What can we learn from Goldman Sachs?
Here was the most successful financial organisation since the financial crisis of 2008. Leading the way without favour or subsidy. Everyone wanted to be just like them. How were they doing it - and can we do the same?
Toyota - another paragon in a different field, manufacturing. Worshipped as a God, with even a bible used by believers - "the Toyota Way". The concept, embedded with everyone, that quality and cheapness go hand in hand together down the road to profitability.
Feet of Clay
What lies! Though not in the same league as Enron, or Worldcom, or Park Hampers (for those from UK who are feeling a little left out in the bad guy stakes), it turns out that these gods, these models of virtue achieved their success through lies and obfuscation.
Goldman Sachs didn't in fact make big profits, they lied. Where does this leave those who try to emulate them? Toyota had stopped its focus on quality when it came into conflict with its focus on world domination - admittedly it has only just started to compromise and the faults that resulted were fairly minor, but the spirit of quality which we were told permeated throughout the company turns out to be compromised.
What does this mean to you?
If you, like me, want to be the best, we'll typically find the best performers and imitate them. If we haven't got time to study the best performer itself, we'll take someone else's study and learn that, then implement. Programmes like Kaizen, Lean, Agile, Virginia Mason are being implemented, dare I say thoughtlessly, in organisations both big and small throughout the globe. I believe, to the point where they have lost their point; in many cases they have become self-serving programmes to boost the self-importance of practitioners.
Why, Time Magazine even blamed the credit crunch and world crisis on the MBA programmes - because they taught people to believe in themselves in spite of the facts presented in front of them, and to propagate a system of management which should have gone out in 1930s (task and micro management, at best management by objectives, never people management).
So: use your common sense.
Minney.org Ltd works with organisations to engage staff. To recognise that working together and systems of working will only work (pun intended) if everyone is engaged and can see their contribution to the whole.
Of course you don't want to reinvent the wheel. But choose a system that works for you. Then implement it in a way that works for you. I'll give a unique example:
GP practices (medical practices which have a registered list of patients and see these patients for any major or minor complaint except emergencies, referring them on to hospital or other specialist care when necessary) have no control over demand, nor over income. Demand can vary according to the whim of the patient, the newspaper headlines, or the prevailing wind. Income is set by government and remains static for 3 year periods.
A GP practice has just about complete control over what goes on, and this can affect patient demand.
So a GP practice might decide to implement Virginia Mason lean thinking, reviewing how each process works and refining it.
But Virginia Mason is for repeatable processes, like the situation in a single department in a hospital. At the start of the day, you put out your tray with everything you are going to need for that day, then during the day you work like an automaton. Refills are kept in a particular place, and replenished at set intervals.
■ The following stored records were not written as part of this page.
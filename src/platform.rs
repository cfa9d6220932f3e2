//! Host platform detection in Go toolchain vocabulary.
//!
//! Build scripts receive `GOOS`/`GOARCH`, so the defaults for `--os` and
//! `--arch` use the Go names rather than Rust's `std::env::consts` names.

/// The host operating system as a GOOS value.
pub fn host_goos() -> &'static str {
    match std::env::consts::OS {
        "macos" => "darwin",
        other => other,
    }
}

/// The host architecture as a GOARCH value.
pub fn host_goarch() -> &'static str {
    match std::env::consts::ARCH {
        "x86_64" => "amd64",
        "x86" => "386",
        "aarch64" => "arm64",
        "powerpc64" => "ppc64",
        other => other,
    }
}
//! Rate limiting middleware using token bucket algorithm

use axum::{
    extract::Request,
    http::StatusCode,
    middleware::Next,
    response::Response,
};
use governor::{
    clock::QuantaClock,
    state::{InMemoryState, NotKeyed},
    Quota, RateLimiter,
};
use std::num::NonZeroU32;
use std::sync::Arc;

/// Rate limiter using governor crate
pub type GlobalRateLimiter = RateLimiter<NotKeyed, InMemoryState, QuantaClock>;

/// Create a new rate limiter
pub fn create_rate_limiter(requests_per_second: u32, burst: u32) -> Arc<GlobalRateLimiter> {
    let quota = Quota::per_second(NonZeroU32::new(requests_per_second.max(1)).unwrap_or(NonZeroU32::MIN))
        .allow_burst(NonZeroU32::new(burst.max(1)).unwrap_or(NonZeroU32::MIN));

    Arc::new(RateLimiter::direct(quota))
}

/// Rate limiting middleware
pub async fn rate_limit_middleware(
    request: Request,
    next: Next,
    limiter: Arc<GlobalRateLimiter>,
) -> Result<Response, StatusCode> {
    match limiter.check() {
        Ok(_) => Ok(next.run(request).await),
        Err(_) => {
            tracing::warn!("Rate limit exceeded");
            Err(StatusCode::TOO_MANY_REQUESTS)
        }
    }
}

#[cfg(test)]
mod tests {
    use super::*;

    #[test]
    fn test_rate_limiter_creation() {
        let limiter = create_rate_limiter(100, 200);
        assert!(limiter.check().is_ok());
    }
}
//! Connection entity
//!
//! Directed follow edge between two profiles. Unique per
//! (follower_id, following_id); never a self-loop.

use sea_orm::entity::prelude::*;
use serde::{Deserialize, Serialize};

#[derive(Clone, Debug, PartialEq, Eq, DeriveEntityModel, Serialize, Deserialize)]
#[sea_orm(table_name = "connections")]
pub struct Model {
    #[sea_orm(primary_key, auto_increment = false)]
    pub id: Uuid,

    pub follower_id: Uuid,

    pub following_id: Uuid,

    pub created_at: DateTimeWithTimeZone,
}

#[derive(Copy, Clone, Debug, EnumIter, DeriveRelation)]
pub enum Relation {
    #[sea_orm(
        belongs_to = "super::profile::Entity",
        from = "Column::FollowerId",
        to = "super::profile::Column::Id"
    )]
    Follower,

    #[sea_orm(
        belongs_to = "super::profile::Entity",
        from = "Column::FollowingId",
        to = "super::profile::Column::Id"
    )]
    Following,
}

impl ActiveModelBehavior for ActiveModel {}
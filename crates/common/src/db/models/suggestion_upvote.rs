//! Suggestion upvote entity
//!
//! Toggle semantics: at most one row per (suggestion_id, user_id).

use sea_orm::entity::prelude::*;
use serde::{Deserialize, Serialize};

#[derive(Clone, Debug, PartialEq, Eq, DeriveEntityModel, Serialize, Deserialize)]
#[sea_orm(table_name = "suggestion_upvotes")]
pub struct Model {
    #[sea_orm(primary_key, auto_increment = false)]
    pub id: Uuid,

    pub suggestion_id: Uuid,

    pub user_id: Uuid,

    pub created_at: DateTimeWithTimeZone,
}

#[derive(Copy, Clone, Debug, EnumIter, DeriveRelation)]
pub enum Relation {
    #[sea_orm(
        belongs_to = "super::suggestion::Entity",
        from = "Column::SuggestionId",
        to = "super::suggestion::Column::Id"
    )]
    Suggestion,

    #[sea_orm(
        belongs_to = "super::profile::Entity",
        from = "Column::UserId",
        to = "super::profile::Column::Id"
    )]
    Voter,
}

impl Related<super::suggestion::Entity> for Entity {
    fn to() -> RelationDef {
        Relation::Suggestion.def()
    }
}

impl ActiveModelBehavior for ActiveModel {}
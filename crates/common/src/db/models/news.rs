//! News entity

use sea_orm::entity::prelude::*;
use serde::{Deserialize, Serialize};

#[derive(Clone, Debug, PartialEq, Eq, DeriveEntityModel, Serialize, Deserialize)]
#[sea_orm(table_name = "news")]
pub struct Model {
    #[sea_orm(primary_key, auto_increment = false)]
    pub id: Uuid,

    #[sea_orm(column_type = "Text")]
    pub title: String,

    #[sea_orm(column_type = "Text")]
    pub content: String,

    pub created_at: DateTimeWithTimeZone,
}

#[derive(Copy, Clone, Debug, EnumIter, DeriveRelation)]
pub enum Relation {}

impl ActiveModelBehavior for ActiveModel {}
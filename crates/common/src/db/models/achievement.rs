//! Achievement entity
//!
//! Read-only from the user's perspective.

use sea_orm::entity::prelude::*;
use serde::{Deserialize, Serialize};

#[derive(Clone, Debug, PartialEq, Eq, DeriveEntityModel, Serialize, Deserialize)]
#[sea_orm(table_name = "achievements")]
pub struct Model {
    #[sea_orm(primary_key, auto_increment = false)]
    pub id: Uuid,

    pub user_id: Uuid,

    #[sea_orm(column_type = "Text")]
    pub title: String,

    #[sea_orm(column_type = "Text")]
    pub description: String,

    #[sea_orm(column_type = "Text")]
    pub badge_type: String,

    pub awarded_at: DateTimeWithTimeZone,
}

#[derive(Copy, Clone, Debug, EnumIter, DeriveRelation)]
pub enum Relation {
    #[sea_orm(
        belongs_to = "super::profile::Entity",
        from = "Column::UserId",
        to = "super::profile::Column::Id"
    )]
    Profile,
}

impl Related<super::profile::Entity> for Entity {
    fn to() -> RelationDef {
        Relation::Profile.def()
    }
}

impl ActiveModelBehavior for ActiveModel {}
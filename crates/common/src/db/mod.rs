//! Database layer for ECE-Vision Hub
//!
//! Provides:
//! - SeaORM entity models
//! - Repository pattern for data access
//! - Connection pool management

pub mod models;
mod repository;

pub use repository::{
    DashboardCounts, IdeaFilter, Repository, SuggestionThreadEntry, ToggleOutcome, UpvoteOutcome,
};

use crate::config::DatabaseConfig;
use crate::errors::{AppError, Result};
use sea_orm::{ConnectOptions, Database, DatabaseConnection};
use std::time::Duration;
use tracing::info;

/// Database connection pool wrapper
#[derive(Clone)]
pub struct DbPool {
    /// Primary connection (for writes)
    pub primary: DatabaseConnection,

    /// Read replica connection (optional)
    pub replica: Option<DatabaseConnection>,
}

impl DbPool {
    /// Create a new database pool from configuration
    pub async fn new(config: &DatabaseConfig) -> Result<Self> {
        info!("Connecting to primary database...");

        let mut primary_opts = ConnectOptions::new(&config.url);
        primary_opts
            .max_connections(config.max_connections)
            .min_connections(config.min_connections)
            .connect_timeout(Duration::from_secs(config.connect_timeout_secs))
            .idle_timeout(Duration::from_secs(config.idle_timeout_secs))
            .sqlx_logging(true);

        let primary = Database::connect(primary_opts)
            .await
            .map_err(|e| AppError::DatabaseConnection {
                message: format!("Failed to connect to primary: {}", e),
            })?;

        // Connect to replica if configured
        let replica = if let Some(ref read_url) = config.read_url {
            info!("Connecting to read replica...");

            let mut replica_opts = ConnectOptions::new(read_url);
            replica_opts
                .max_connections(config.max_connections)
                .min_connections(config.min_connections)
                .connect_timeout(Duration::from_secs(config.connect_timeout_secs))
                .idle_timeout(Duration::from_secs(config.idle_timeout_secs))
                .sqlx_logging(true);

            let replica_conn = Database::connect(replica_opts)
                .await
                .map_err(|e| AppError::DatabaseConnection {
                    message: format!("Failed to connect to replica: {}", e),
                })?;

            Some(replica_conn)
        } else {
            None
        };

        info!("Database connections established");

        Ok(Self { primary, replica })
    }

    /// Get the connection for reads (replica if available, otherwise primary)
    pub fn read(&self) -> &DatabaseConnection {
        self.replica.as_ref().unwrap_or(&self.primary)
    }

    /// Get the connection for writes (always primary)
    pub fn write(&self) -> &DatabaseConnection {
        &self.primary
    }

    /// Ping the database to check connectivity
    pub async fn ping(&self) -> Result<()> {
        use sea_orm::ConnectionTrait;

        self.primary
            .execute_unprepared("SELECT 1")
            .await
            .map_err(|e| AppError::DatabaseConnection {
                message: format!("Primary ping failed: {}", e),
            })?;

        if let Some(ref replica) = self.replica {
            replica
                .execute_unprepared("SELECT 1")
                .await
                .map_err(|e| AppError::DatabaseConnection {
                    message: format!("Replica ping failed: {}", e),
                })?;
        }

        Ok(())
    }
}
The problem is that a GP practice takes all comers, for all sorts of conditions. One person needs a vaccination, another is worried about her son's anger problem. You often don't know in advance.
In this case, finding a repeatable process can be challenging (otherwise we'd do it all by computer), and once you've found one you have to ask "how often, how much time is worth investing in redesigning it?"
Whereas in the hospital next door, or even in the midwife's mother and baby clinic down the corridor, there are clear repeatable processes that would benefit immensely.
What do you think? Can you think of places where you would implement processes, and places you wouldn't?